Following on from the notion that hour upon hour of televised snooker commentary offers near-laboratory conditions for empirical observations, I pass effortlessly to that classic philosophical topic, the Problem of Other Minds.

The brilliant, inspirational and much-lamented young philosopher Gareth Evans (well, he died young) used to keep a collection of cuttings that he saw as offering empirical insights into the way that philosophical problems are addressed in ordinary discourse.  For example, he had a whole section on references to the Loch Ness Monster, as input to how the ordinary person addresses issues relating to existence, poor Nessie being an ontologically-challenged beastie.

In this spirit of empirical enquiry (as good capitalists should) I offer snooker commentaries, which are chock-full of remarks such as:
  • that hasn't worked out as he intended
  • what he's looking at here is the deep screw to the baulk 
  • now he'll be stunning up to the pink
  • he's decided to throw caution to the winds
  • he's already considered the plant, but rejected it 
  • he's thinking two shots ahead here, to the difficult yellow
  • he can't decide between the green and the brown
  • he's feeling very confident just now
  • he won't come back to the table this time
And so it goes on (and on, and on).  What we are hearing is a steady stream of confident judgements about what is "going through the mind" of the player, admittedly punctuated by the occasional:
  • well, I didn't see that one coming!
In other words, the commentators are totally unabashed by any deemed 'problem' of assessing the thoughts of another, and are getting right on with it, non-stop - and with signal success, as may readily be judged by the frequency with which their assessments are spot-on, notwithstanding the odd fail we've acknowledged (which is exactly the true meaning of 'the exception that proves the rule').

How do they do this?  The 'ordinary' answers one would give will include:
  • they are all past-masters themselves, and have thought through all the same snooker situations many a time and oft, i.e. they know what they'd be thinking (indeed, they know what they are thinking, as they gaze at the very same table), and there are only so many permutations of what's possible (or conventional)
  • they have a lot of clues available to them: what the player is staring at, how he moves around the table, the way he looks at the scoreboard, how he angles his cue, which of the balls on the table the player has examined closely and from which vantage-point, etc etc
  • based on the rules of the game, some strong deductions are possible as to what any competent player would be thinking about (- e.g. if snookers are required, it is a strong possibility the player that is behind will be either looking to lay a snooker, seeking tight safety, or only taking the black with a red: and I knew all that without looking)
The matter of competent commentators usually being right, by the rigorous standard of what the player actually then does, relative to their assessment, is material and perhaps fundamental to the 'ordinary' way of analysing the situation.  This ought to be an extremely important input to 'non-ordinary' / academic deliberations on the Other Minds thing.  It is of course immensely helpful that in these cases there will almost always be a salient action immediately following the player's thought-process and the commentators' articulated assessment thereof.

Which is why I think of the whole set-up as tantamount to 'laboratory' conditions: and with endless examples of slightly differing examples to observe!  Wonderful stuff: what would Descartes or Locke have made of it all?  (Only write on one side of the paper at a time ...)

ND

13 comments:

Demetrius said...

Balls.

DJK said...

"...with signal success, ... notwithstanding the odd fail ... (which is exactly the true meaning of 'the exception that proves the rule)."

Proof of the rule (in the sense of a gun barrel proof test) here showing that it blows up for exceptional cases.

Steven_L said...

I don't think you can just say what you're thinking, or what you think they're thinking, if you're being broadcast on TV.

And snooker is one of the more predictable sports.
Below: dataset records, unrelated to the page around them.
impl std::fmt::Debug for Slot {
    fn fmt(&self, f: &mut std::fmt::Formatter<'_>) -> std::fmt::Result {
        f.debug_struct("Slot")
            .field("id", &self.0.id)
            .field("kind", &self.0.kind)
            .field("text", &self.to_plain_text())
            .finish_non_exhaustive()
    }
}
impl History for MultiDocHistoryManager {
    fn can_back(&self) -> bool {
        let inner = &self.inner;
        !inner.destroyed.get() && (inner.index.get() > 0 || inner.group.borrow().is_collecting())
    }

    fn can_forward(&self) -> bool {
        let inner = &self.inner;
        !inner.destroyed.get()
            && !inner.group.borrow().is_collecting()
            && inner.index.get() < inner.stack.borrow().len()
    }

    fn back(&self) -> Result<bool> {
        if self.inner.destroyed.get() {
            return Ok(false);
        }
        self.inner.settle_pending()?;
        if !self.can_back() {
            return Ok(false);
        }
        let inner = &self.inner;
        inner.close_group();
        let Some(index) = inner.index.get().checked_sub(1) else {
            return Ok(false);
        };
        let entry = inner.stack.borrow()[index].clone();
        let tracks = inner.track_handles(&entry.managers);
        inner.engine.navigate_history(|| {
            for track in tracks.iter().rev() {
                track.undo();
            }
        })?;
        inner.compact_tracks();
        inner.index.set(index);
        inner.engine.restore_selection(entry.before.as_ref());
        log::debug!("[MultiHistory] Back to {}", index);
        inner.listeners.emit_back();
        Ok(true)
    }

    fn forward(&self) -> Result<bool> {
        if self.inner.destroyed.get() {
            return Ok(false);
        }
        self.inner.settle_pending()?;
        if !self.can_forward() {
            return Ok(false);
        }
        let inner = &self.inner;
        let index = inner.index.get();
        let entry = inner.stack.borrow()[index].clone();
        let tracks = inner.track_handles(&entry.managers);
        inner.engine.navigate_history(|| {
            for track in &tracks {
                track.redo();
            }
        })?;
        inner.compact_tracks();
        inner.index.set(index + 1);
        inner.engine.restore_selection(entry.after.as_ref());
        log::debug!("[MultiHistory] Forward to {}", index + 1);
        inner.listeners.emit_forward();
        Ok(true)
    }

    fn clear(&self) {
        let inner = &self.inner;
        *inner.group.borrow_mut() = GroupState::Idle;
        inner.pending_before.borrow_mut().take();
        inner.latest_after.borrow_mut().take();
        inner.stack.borrow_mut().clear();
        inner.index.set(0);
        let tracks: Vec<_> = inner.tracks.borrow().values().cloned().collect();
        for track in tracks {
            track.clear();
            track.compact();
        }
        inner.listeners.emit_cleared();
    }

    fn destroy(&self) {
        let inner = &self.inner;
        if inner.destroyed.get() {
            return;
        }
        self.clear();
        inner.destroyed.set(true);
        let subscriptions = std::mem::take(&mut *inner.subscriptions.borrow_mut());
        drop(subscriptions);
        let subscriptions = std::mem::take(&mut *inner.track_subscriptions.borrow_mut());
        drop(subscriptions);
        let tracks = std::mem::take(&mut *inner.tracks.borrow_mut());
        for track in tracks.values() {
            track.destroy();
        }
        inner.listeners.clear();
        log::debug!("[MultiHistory] Destroyed");
    }

    fn listeners(&self) -> &HistoryListeners {
        &self.inner.listeners
    }
}

impl Drop for MultiDocHistoryManager {
    fn drop(&mut self) {
        self.destroy();
    }
}

impl std::fmt::Debug for MultiDocHistoryManager {
    fn fmt(&self, f: &mut std::fmt::Formatter<'_>) -> std::fmt::Result {
        f.debug_struct("MultiDocHistoryManager")
            .field("len", &self.len())
            .field("index", &self.index())
            .field("group", &self.inner.group.borrow())
            .field("tracks", &self.inner.tracks.borrow().len())
            .finish()
    }
}

#[cfg(test)]
mod tests {
    use super::*;
    use crate::collab::new_shared_doc;
    use crate::model::{Component, ProxyMap};

    fn create_manager() -> (SyncEngine, Component, Rc<ManualClock>, MultiDocHistoryManager) {
        create_manager_with(10)
    }

    fn create_manager_with(
        stack_size: usize,
    ) -> (SyncEngine, Component, Rc<ManualClock>, MultiDocHistoryManager) {
        let engine = SyncEngine::new(new_shared_doc());
        let root = Component::new("page", ProxyMap::new());
        engine.bootstrap_root(&root).unwrap();
        let clock = Rc::new(ManualClock::new());
        let config = HistoryConfig {
            stack_size,
            debounce_ms: 500,
        };
        let manager = MultiDocHistoryManager::with_clock(&engine, &config, clock.clone()).unwrap();
        (engine, root, clock, manager)
    }

    fn edit(engine: &SyncEngine, root: &Component, key: &str, value: i64) {
        root.state().set(key, value);
        engine.flush().unwrap();
    }

    #[test]
    fn test_edits_within_window_form_one_step() {
        let (engine, root, clock, manager) = create_manager();
        edit(&engine, &root, "a", 1);
        clock.advance_ms(200);
        edit(&engine, &root, "b", 2);
        clock.advance_ms(400);

        assert!(!manager.poll());
        clock.advance_ms(100);
        assert!(manager.poll());
        assert_eq!(manager.len(), 1);
        assert_eq!(manager.entries()[0].managers, vec![DocKey::ROOT, DocKey::ROOT]);

        assert!(manager.back().unwrap());
        assert!(root.state().is_empty());
    }

    #[test]
    fn test_expired_group_closes_on_next_edit() {
        let (engine, root, clock, manager) = create_manager();
        edit(&engine, &root, "a", 1);
        clock.advance_ms(600);
        edit(&engine, &root, "b", 2);

        assert_eq!(manager.len(), 1);
        assert!(manager.group_state().is_collecting());
    }

    #[test]
    fn test_back_closes_open_group() {
        let (engine, root, _clock, manager) = create_manager();
        edit(&engine, &root, "a", 1);

        assert!(manager.can_back());
        assert!(manager.back().unwrap());
        assert_eq!(manager.group_state(), GroupState::Idle);
        assert!(!root.state().contains_key("a"));
        assert!(manager.can_forward());
    }

    #[test]
    fn test_new_group_invalidates_forward_steps() {
        let (engine, root, clock, manager) = create_manager();
        edit(&engine, &root, "a", 1);
        manager.commit_group();
        clock.advance_ms(600);
        edit(&engine, &root, "b", 2);
        manager.commit_group();

        manager.back().unwrap();
        edit(&engine, &root, "c", 3);
        manager.commit_group();

        assert_eq!(manager.len(), 2);
        assert!(!manager.can_forward());
        assert!(!root.state().contains_key("b"));
    }

    #[test]
    fn test_oldest_groups_are_evicted() {
        let (engine, root, clock, manager) = create_manager_with(3);
        for (i, key) in ["e1", "e2", "e3", "e4", "e5"].iter().enumerate() {
            edit(&engine, &root, key, i as i64);
            clock.advance_ms(50);
            edit(&engine, &root, key, i as i64 + 10);
            manager.commit_group();
        }

        assert_eq!(manager.len(), 3);
        let mut steps = 0;
        while manager.back().unwrap() {
            steps += 1;
        }
        assert_eq!(steps, 3);
        assert!(root.state().contains_key("e1"));
        assert!(root.state().contains_key("e2"));
        assert!(!root.state().contains_key("e3"));
        assert!(!root.state().contains_key("e5"));
    }

    #[test]
    fn test_retained_undo_items_stay_bounded() {
        let (engine, root, _clock, manager) = create_manager_with(3);
        for i in 0..40 {
            edit(&engine, &root, "a", i);
            manager.commit_group();
        }

        assert_eq!(manager.len(), 3);
        assert!(manager.retained_items() <= 6);
        while manager.back().unwrap() {}
        assert_eq!(root.state().get("a").map(|v| v.to_json()), Some(serde_json::json!(36)));
    }

    #[test]
    fn test_back_writes_queued_edit_first() {
        let (engine, root, _clock, manager) = create_manager();
        edit(&engine, &root, "a", 1);
        manager.commit_group();
        root.state().set("b", 2);

        assert!(manager.back().unwrap());
        assert!(!engine.has_pending_changes());
        assert!(!root.state().contains_key("b"));
        assert!(root.state().contains_key("a"));
        assert!(manager.can_forward());
    }

    #[test]
    fn test_clear_resets_everything() {
        let (engine, root, _clock, manager) = create_manager();
        edit(&engine, &root, "a", 1);
        manager.commit_group();
        edit(&engine, &root, "b", 2);
        manager.clear();

        assert!(manager.is_empty());
        assert_eq!(manager.group_state(), GroupState::Idle);
        assert!(!manager.can_back());
    }
}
There's not much in the way of tactics involved really. Simply leaving 8 or 9 foot between cue ball and reds isn't 'safe' in a professional tournament. They all play to pot all the balls.

So when two top notch players, both from dodgy families/backgrounds, keep flumping easy shots it's not polite to question their motives, and you wouldn't keep a TV job if you did, and might even end up in court.

Electro-Kevin said...

Snooker is life reduced to a two dimensional plane - therefore the complexity of a decision is reduced by at least 30% and so easier to predict intent.

Or am I just talking bollocks ?

Well you tell me.

PS, You forget the average male thinks about sex once a minute too. The commentator never says he's thinking "Nice tits on that bird in the front row."

Nick Drew said...

yeah but the average male doesn't reach the finals of the World Championship after n years of 8-hours-a-day practice, you're talking bollocks! (+:

seriously, the reduced complexity is another aspect of the 'laboratory conditions', as I see it: easier to predict (and monitor the predictions etc etc) but the same inferential processes being used (I suggest) as in more complex, 3-D situations like a bar-room brawl ...

how do you martial-arts chaps figure out the other guy, Kev?

Nick Drew said...

DJK - have you seen the collection of burst gun barrels at Defence College of Management and Technology Shrivenham?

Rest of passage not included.